Exercise details » Reproduce the data below line by line, from its first line to the line with "pub enum Value", both included, and nothing past that point.

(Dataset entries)
☆ ☆ ☆ ☆ ☆

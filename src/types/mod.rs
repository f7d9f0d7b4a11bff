//! Cell values and rows

mod table;
pub mod timestamp;

pub use table::{Attribute, Table, TypeFamily, ValueAction};

use chrono::{DateTime, FixedOffset};
use serde::{Deserialize, Serialize};

use crate::error::{QuartzError, Result};

/// Tagged cell value
///
/// Cells are stored typed rather than as raw text; coercion to the declared
/// attribute family happens once on the way in, and emission re-formats on
/// the way out.
#[derive(Debug, Clone, Serialize, Deserialize, PartialEq)]
pub enum Value {
    /// NULL sentinel, distinct from the empty string
    Null,

    /// 64-bit signed integer
    Integer(i64),

    /// Boolean
    Bool(bool),

    /// Text string
    Text(String),

    /// Timestamp with offset
    Timestamp(DateTime<FixedOffset>),
}

impl Value {
    pub fn is_null(&self) -> bool {
        matches!(self, Value::Null)
    }

    /// Coerce this value to the given declared family.
    ///
    /// NULL passes through untouched. Booleans accept `true`/`false`/`0`/`1`
    /// in any case; timestamps accept every format `timestamp::parse_date`
    /// accepts; the text family takes anything and keeps its emission form.
    pub fn coerce_to(&self, family: TypeFamily) -> Result<Value> {
        if self.is_null() {
            return Ok(Value::Null);
        }

        match family {
            TypeFamily::Integer => match self {
                Value::Integer(n) => Ok(Value::Integer(*n)),
                Value::Bool(b) => Ok(Value::Integer(i64::from(*b))),
                Value::Text(s) => s
                    .trim()
                    .parse::<i64>()
                    .map(Value::Integer)
                    .map_err(|_| QuartzError::Type(format!("not an integer: {s}"))),
                other => Err(QuartzError::Type(format!(
                    "cannot coerce {other:?} to integer"
                ))),
            },
            TypeFamily::Boolean => match self {
                Value::Bool(b) => Ok(Value::Bool(*b)),
                Value::Integer(0) => Ok(Value::Bool(false)),
                Value::Integer(1) => Ok(Value::Bool(true)),
                Value::Text(s) => match s.trim().to_lowercase().as_str() {
                    "true" | "1" => Ok(Value::Bool(true)),
                    "false" | "0" => Ok(Value::Bool(false)),
                    _ => Err(QuartzError::Type(format!("not a boolean: {s}"))),
                },
                other => Err(QuartzError::Type(format!(
                    "cannot coerce {other:?} to boolean"
                ))),
            },
            TypeFamily::Timestamp => match self {
                Value::Timestamp(t) => Ok(Value::Timestamp(*t)),
                Value::Text(s) => timestamp::parse_date(s).map(Value::Timestamp),
                other => Err(QuartzError::Type(format!(
                    "cannot coerce {other:?} to timestamp"
                ))),
            },
            TypeFamily::Text => match self {
                Value::Text(s) => Ok(Value::Text(s.clone())),
                other => Ok(Value::Text(other.emit().unwrap_or_default())),
            },
        }
    }

    /// Textual emission form, `None` for NULL.
    pub fn emit(&self) -> Option<String> {
        match self {
            Value::Null => None,
            Value::Integer(n) => Some(n.to_string()),
            Value::Bool(b) => Some(b.to_string()),
            Value::Text(s) => Some(s.clone()),
            Value::Timestamp(t) => Some(timestamp::format_long(t)),
        }
    }
}

impl PartialOrd for Value {
    fn partial_cmp(&self, other: &Self) -> Option<std::cmp::Ordering> {
        match (self, other) {
            (Value::Integer(a), Value::Integer(b)) => a.partial_cmp(b),
            (Value::Bool(a), Value::Bool(b)) => a.partial_cmp(b),
            (Value::Text(a), Value::Text(b)) => a.partial_cmp(b),
            (Value::Timestamp(a), Value::Timestamp(b)) => a.partial_cmp(b),
            _ => None,
        }
    }
}

/// A row contains one cell per table attribute, in attribute order.
pub type Row = Vec<Value>;

#[cfg(test)]
mod tests {
    use super::*;

    #[test]
    fn test_boolean_coercion() {
        assert_eq!(
            Value::Text("TRUE".into()).coerce_to(TypeFamily::Boolean).unwrap(),
            Value::Bool(true)
        );
        assert_eq!(
            Value::Integer(0).coerce_to(TypeFamily::Boolean).unwrap(),
            Value::Bool(false)
        );
        assert!(Value::Text("yes".into()).coerce_to(TypeFamily::Boolean).is_err());
    }

    #[test]
    fn test_integer_coercion() {
        assert_eq!(
            Value::Text(" 42 ".into()).coerce_to(TypeFamily::Integer).unwrap(),
            Value::Integer(42)
        );
        assert!(Value::Text("forty-two".into()).coerce_to(TypeFamily::Integer).is_err());
    }

    #[test]
    fn test_null_passes_through_coercion() {
        for family in [
            TypeFamily::Integer,
            TypeFamily::Boolean,
            TypeFamily::Timestamp,
            TypeFamily::Text,
        ] {
            assert_eq!(Value::Null.coerce_to(family).unwrap(), Value::Null);
        }
    }

    #[test]
    fn test_emission() {
        assert_eq!(Value::Null.emit(), None);
        assert_eq!(Value::Bool(false).emit().unwrap(), "false");
        assert_eq!(Value::Integer(-7).emit().unwrap(), "-7");
        assert_eq!(Value::Text(String::new()).emit().unwrap(), "");
    }
}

☆ ☆ ☆ ☆ ☆

Written solution »
filename src/types/mod.rs
repository f7d9f0d7b4a11bff
//! Cell values and rows

mod table;
pub mod timestamp;

pub use table::{Attribute, Table, TypeFamily, ValueAction};

use chrono::{DateTime, FixedOffset};
use serde::{Deserialize, Serialize};

use crate::error::{QuartzError, Result};

/// Tagged cell value
///
/// Cells are stored typed rather than as raw text; coercion to the declared
/// attribute family happens once on the way in, and emission re-formats on
/// the way out.
#[derive(Debug, Clone, Serialize, Deserialize, PartialEq)]
pub enum Value {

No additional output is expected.